1.    There was weakness in the industrial sector, and continued slow down in the fixed capital formation. This is due to the fact that there was drastic fall in investment proposals, Rupee’s steady decline, and the fact that Posco pulled out.

2.    Government’s policy paralysis led to delayed project implementation, shortage of fuel and high interest costs.

3.    Though manufacturing industries saw growth in the years from 2004-05 to 2010-2011, the growth was followed by stagnation and decline in factory output.

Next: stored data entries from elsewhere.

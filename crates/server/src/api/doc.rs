//! OpenAPI documentation aggregator, served via Scalar UI at `/docs`.

use utoipa::OpenApi;

#[derive(OpenApi)]
#[openapi(
    info(
        title = "Herald API",
        version = "0.1.0",
        description = "Alert routing configuration and notification delivery.",
    ),
    tags(
        (name = "Health", description = "Liveness, reload metrics and manual reload"),
        (name = "Routes", description = "Add, edit and delete notification channels"),
        (name = "Receivers", description = "Test delivery through a receiver"),
    ),
    paths(
        crate::api::status::health,
        crate::api::status::status,
        crate::api::status::reload,
        crate::api::routes::add_route,
        crate::api::routes::edit_route,
        crate::api::routes::delete_route,
        crate::api::receivers::test_receiver,
    ),
    components(schemas(
        crate::api::ErrorResponse,
        crate::api::ErrorType,
        crate::api::routes::ChannelName,
        crate::api::status::HealthResponse,
        crate::api::status::ReloadMetrics,
        crate::api::status::StatusResponse,
    ))
)]
pub struct ApiDoc;
//! Receivers and their integration configurations.
//!
//! A receiver is a named bundle of integration lists. Each integration
//! carries `send_resolved` plus its destination-specific settings; most also
//! carry an optional HTTP client config that falls back to the global one.

use std::collections::BTreeMap;
use std::path::Path;

use serde::{Deserialize, Serialize};

use super::values::{HostPort, HttpUrl, Secret};

fn yes() -> bool {
    true
}

fn is_false(v: &bool) -> bool {
    !*v
}

// ── HTTP client ─────────────────────────────────────────────────────

#[derive(Debug, Clone, PartialEq, Serialize, Deserialize)]
#[serde(default, deny_unknown_fields)]
pub struct HttpClientConfig {
    #[serde(skip_serializing_if = "Option::is_none")]
    pub basic_auth: Option<BasicAuth>,
    #[serde(skip_serializing_if = "Secret::is_empty")]
    pub bearer_token: Secret,
    #[serde(skip_serializing_if = "String::is_empty")]
    pub bearer_token_file: String,
    #[serde(skip_serializing_if = "Option::is_none")]
    pub proxy_url: Option<HttpUrl>,
    pub tls_config: TlsConfig,
    pub follow_redirects: bool,
}

impl Default for HttpClientConfig {
    fn default() -> Self {
        Self {
            basic_auth: None,
            bearer_token: Secret::default(),
            bearer_token_file: String::new(),
            proxy_url: None,
            tls_config: TlsConfig::default(),
            follow_redirects: true,
        }
    }
}
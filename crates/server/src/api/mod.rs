//! HTTP API handlers.
//!
//! Failures use one JSON shape:
//! `{"status": "error", "errorType": "bad_data" | "internal", "error": "..."}`.
//! Bad input maps to 400, everything else to 500.

pub mod doc;
pub mod receivers;
pub mod routes;
pub mod status;

use axum::http::StatusCode;
use axum::response::{IntoResponse, Response};
use axum::Json;
use serde::de::DeserializeOwned;
use serde::Serialize;
use utoipa::ToSchema;

pub use receivers::test_receiver;
pub use routes::{add_route, delete_route, edit_route};
pub use status::{health, reload, status};

#[derive(Debug, Clone, Copy, PartialEq, Eq, Serialize, ToSchema)]
#[serde(rename_all = "snake_case")]
pub enum ErrorType {
    BadData,
    Internal,
}

#[derive(Debug, Serialize, ToSchema)]
#[serde(rename_all = "camelCase")]
pub struct ErrorResponse {
    #[schema(value_type = String)]
    pub status: &'static str,
    pub error_type: ErrorType,
    pub error: String,
}

#[derive(Debug)]
pub struct ApiError {
    kind: ErrorType,
    message: String,
}

impl ApiError {
    pub fn bad_data(message: impl Into<String>) -> Self {
        Self { kind: ErrorType::BadData, message: message.into() }
    }

    pub fn internal(message: impl Into<String>) -> Self {
        Self { kind: ErrorType::Internal, message: message.into() }
    }
}

impl IntoResponse for ApiError {
    fn into_response(self) -> Response {
        let code = match self.kind {
            ErrorType::BadData => StatusCode::BAD_REQUEST,
            ErrorType::Internal => StatusCode::INTERNAL_SERVER_ERROR,
        };
        let body = ErrorResponse {
            status: "error",
            error_type: self.kind,
            error: self.message,
        };
        (code, Json(body)).into_response()
    }
}

/// Decode a JSON object body into `T`. Arrays and scalars are bad data even
/// when every field of `T` has a default.
pub(crate) fn decode_object<T: DeserializeOwned>(body: &[u8], what: &str) -> Result<T, ApiError> {
    let value: serde_json::Value = serde_json::from_slice(body)
        .map_err(|e| ApiError::bad_data(format!("invalid {what}: {e}")))?;
    if !value.is_object() {
        return Err(ApiError::bad_data(format!("invalid {what}: expected a JSON object")));
    }
    serde_json::from_value(value).map_err(|e| ApiError::bad_data(format!("invalid {what}: {e}")))
}

/// Run blocking coordinator work on the blocking pool.
pub(crate) async fn blocking<T, F>(f: F) -> Result<T, ApiError>
where
    F: FnOnce() -> T + Send + 'static,
    T: Send + 'static,
{
    tokio::task::spawn_blocking(f)
        .await
        .map_err(|e| ApiError::internal(format!("background task failed: {e}")))
}
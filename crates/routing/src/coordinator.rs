//! Single owner of the live configuration.
//!
//! Every reload and mutation runs under one exclusive lock for its whole
//! duration: build the next config, validate it, install it, then notify
//! subscribers in registration order. Concurrent callers are serialized, so
//! no update is lost and nobody observes a half-edited config.
//!
//! Subscribers run after the new config is installed. If one fails, the
//! config stays installed, later subscribers are skipped and the failure is
//! reported to the caller and in the reload metrics.

use std::sync::atomic::{AtomicBool, AtomicI64, AtomicU64, Ordering};
use std::sync::{Arc, Mutex, MutexGuard};

use serde::Serialize;
use tracing::{error, info, warn};

use crate::error::{ConfigError, Result};
use crate::loader::ConfigLoader;
use crate::schema::{Config, ConfigOpts, Receiver, Route};
use crate::snapshot::content_hash;

/// Outcome of a subscriber callback.
pub type SubscriberResult = std::result::Result<(), Box<dyn std::error::Error + Send + Sync>>;

/// Callback invoked with every newly installed config.
pub type Subscriber = Box<dyn Fn(&Config) -> SubscriberResult + Send + Sync>;

/// Point-in-time view of the reload gauges.
#[derive(Debug, Clone, Copy, PartialEq, Serialize)]
pub struct CoordinatorMetrics {
    /// Low 48 bits of the installed config's content hash.
    pub config_hash: f64,
    pub last_reload_successful: bool,
    /// Unix seconds of the last fully successful install; 0 if none yet.
    pub last_reload_success_timestamp_seconds: i64,
}

#[derive(Default)]
struct Gauges {
    config_hash: AtomicU64,
    last_reload_successful: AtomicBool,
    last_success_ts: AtomicI64,
}

impl Gauges {
    fn record_success(&self, original: &str) {
        let hash = content_hash(original.as_bytes());
        self.config_hash.store(hash.to_bits(), Ordering::Relaxed);
        self.last_success_ts.store(chrono::Utc::now().timestamp(), Ordering::Relaxed);
        self.last_reload_successful.store(true, Ordering::Relaxed);
    }

    fn record_failure(&self) {
        self.last_reload_successful.store(false, Ordering::Relaxed);
    }

    fn snapshot(&self) -> CoordinatorMetrics {
        CoordinatorMetrics {
            config_hash: f64::from_bits(self.config_hash.load(Ordering::Relaxed)),
            last_reload_successful: self.last_reload_successful.load(Ordering::Relaxed),
            last_reload_success_timestamp_seconds: self.last_success_ts.load(Ordering::Relaxed),
        }
    }
}

struct State {
    config: Option<Arc<Config>>,
    subscribers: Vec<Subscriber>,
}

pub struct Coordinator {
    opts: ConfigOpts,
    loader: Box<dyn ConfigLoader>,
    state: Mutex<State>,
    gauges: Gauges,
}

impl Coordinator {
    pub fn new(opts: ConfigOpts, loader: Box<dyn ConfigLoader>) -> Self {
        Self {
            opts,
            loader,
            state: Mutex::new(State { config: None, subscribers: Vec::new() }),
            gauges: Gauges::default(),
        }
    }

    fn lock(&self) -> MutexGuard<'_, State> {
        self.state.lock().expect("coordinator state lock poisoned")
    }

    /// Register a callback for every future install.
    pub fn subscribe<F>(&self, subscriber: F)
    where
        F: Fn(&Config) -> SubscriberResult + Send + Sync + 'static,
    {
        self.lock().subscribers.push(Box::new(subscriber));
    }

    /// The live config, if one has been installed.
    pub fn config(&self) -> Option<Arc<Config>> {
        self.lock().config.clone()
    }

    /// Textual form of the live config; empty before the first install.
    pub fn original(&self) -> String {
        self.lock()
            .config
            .as_ref()
            .map(|c| c.original().to_string())
            .unwrap_or_default()
    }

    /// Readable without taking the config lock.
    pub fn metrics(&self) -> CoordinatorMetrics {
        self.gauges.snapshot()
    }

    /// Build a fresh config from the loader and install it.
    ///
    /// A loader or validation failure leaves the live config in place.
    pub fn reload(&self) -> Result<()> {
        let mut state = self.lock();
        info!("loading a new configuration");

        let mut next = Config::initial(&self.opts);
        if let Err(e) = self.loader.load(&mut next).and_then(|()| next.validate()) {
            error!(error = %e, "configuration update failed");
            self.gauges.record_failure();
            return Err(e);
        }

        info!(receivers = next.receivers.len(), "completed loading of configuration");
        self.install(&mut state, next);
        self.notify_subscribers(&state)
    }

    /// Re-run all subscribers against the live config.
    pub fn on_update(&self) -> Result<()> {
        let state = self.lock();
        self.notify_subscribers(&state)
    }

    pub fn add_route(&self, route: Route, receiver: Receiver) -> Result<()> {
        self.apply("add", move |config| config.add_route(route, receiver))
    }

    pub fn edit_route(&self, route: Route, receiver: Receiver) -> Result<()> {
        self.apply("edit", move |config| config.edit_route(route, receiver))
    }

    pub fn delete_route(&self, name: &str) -> Result<()> {
        self.apply("delete", |config| config.delete_route(name))
    }

    /// Clone the live config, edit and validate the clone, install it.
    fn apply<F>(&self, op: &'static str, mutate: F) -> Result<()>
    where
        F: FnOnce(&mut Config) -> Result<()>,
    {
        let mut state = self.lock();
        let current = state.config.as_ref().ok_or(ConfigError::NotInitialized)?;

        let mut next = Config::clone(current);
        if let Err(e) = mutate(&mut next).and_then(|()| next.validate()) {
            warn!(op, error = %e, "rejected config change");
            return Err(e);
        }

        info!(op, receivers = next.receivers.len(), "applied config change");
        self.install(&mut state, next);
        self.notify_subscribers(&state)
    }

    fn install(&self, state: &mut State, mut config: Config) {
        if let Err(e) = config.refresh_original() {
            error!(error = %e, "failed to serialize installed config");
        }
        state.config = Some(Arc::new(config));
    }

    fn notify_subscribers(&self, state: &State) -> Result<()> {
        let Some(config) = state.config.as_ref() else {
            return Err(ConfigError::NotInitialized);
        };
        for (i, subscriber) in state.subscribers.iter().enumerate() {
            if let Err(e) = subscriber(config) {
                warn!(subscriber = i, error = %e, "config subscriber failed");
                self.gauges.record_failure();
                return Err(ConfigError::Subscriber(e.to_string()));
            }
        }
        self.gauges.record_success(config.original());
        Ok(())
    }
}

4.    Agriculture gives employment to more than 50% people in the economy, but it contributes only 18% to the GDP, and now things have been reduced to a state that agriculture is seen as risky. Over 1,46,000 farmers committed suicide between 2004 and 2012,  implying a higher annual average of 16,264.

5.    Also, there is a case of sluggish employment. Even though there was unprecedented and impressive growth of economy, the employment grew only 2.2% per year.

6.    The stock market had become volatile over the last decade. The rise or fall of these indices have depended upon the purchase and sale decisions of foreign institutional investors.

In all, economy faced faltering growth, rising prices, weakening currency and burgeoning deficit. And the general impression was that that the country was in an economic mess. People had contradictory views about its bad performance, some saysit squandered its money on populist schemes like NREGA and NFSA, reversed liberalisation and starved growth enabling sectors like infrastructure. On the other hand some say that the Government succumbed to massive corporate influence, and became a promoter of destructive rent rather than inclusive growth.

Economy is expected to see better days under PM Narendra Modi. Sensex and NIFTY are betting on the Modi Government.  Sensex soared 300 points and the broader NIFTY increased over 1%. This year is expected to be the best year for foreign investment, even better than 2012-13. Modi has a smaller but a stronger cabinet. S&P says that the Government will have to regain fiscal prudence in a sustainable way. It says India’s fiscal and economic reforms by the new government will determine its credit rating. Jagdish Bhagwati favours Modi as well, and says that he can generate wealth and turn the state of India’s economy around. Jagdish Bhagwati, who is likely to be the external advisor for PM Modi, would urge Modi to allow more foreign investment and curtail government spending.